#### Task prompt
Could you retype exactly the lines running from the line with "fn flush(&mut self)" to the end of the data, both included, and nothing else?

#### Stored data entries
impl io::Write for Capture {
    fn write(&mut self, buf: &[u8]) -> io::Result<usize> {
        self.0.lock().unwrap().extend_from_slice(buf);
        Ok(buf.len())
    }

    fn flush(&mut self) -> io::Result<()> {
        Ok(())
    }
}

impl<'a> MakeWriter<'a> for Capture {
    type Writer = Capture;

    fn make_writer(&'a self) -> Self::Writer {
        self.clone()
    }
}

/// Run `f` with a thread-local subscriber and return what it logged,
/// rendered the way the console shows it.
pub fn capture_logs<R>(f: impl FnOnce() -> R) -> (R, String) {
    let out = Capture::default();
    let subscriber = tracing_subscriber::fmt()
        .with_max_level(Level::DEBUG)
        .event_format(TaggedFormat)
        .with_writer(out.clone())
        .finish();
    let result = tracing::subscriber::with_default(subscriber, f);
    (result, out.text())
}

#### Written solution
    fn flush(&mut self) -> io::Result<()> {
        Ok(())
    }
}

impl<'a> MakeWriter<'a> for Capture {
    type Writer = Capture;

    fn make_writer(&'a self) -> Self::Writer {
        self.clone()
    }
}

/// Run `f` with a thread-local subscriber and return what it logged,
/// rendered the way the console shows it.
pub fn capture_logs<R>(f: impl FnOnce() -> R) -> (R, String) {
    let out = Capture::default();
    let subscriber = tracing_subscriber::fmt()
        .with_max_level(Level::DEBUG)
        .event_format(TaggedFormat)
        .with_writer(out.clone())
        .finish();
    let result = tracing::subscriber::with_default(subscriber, f);
    (result, out.text())
}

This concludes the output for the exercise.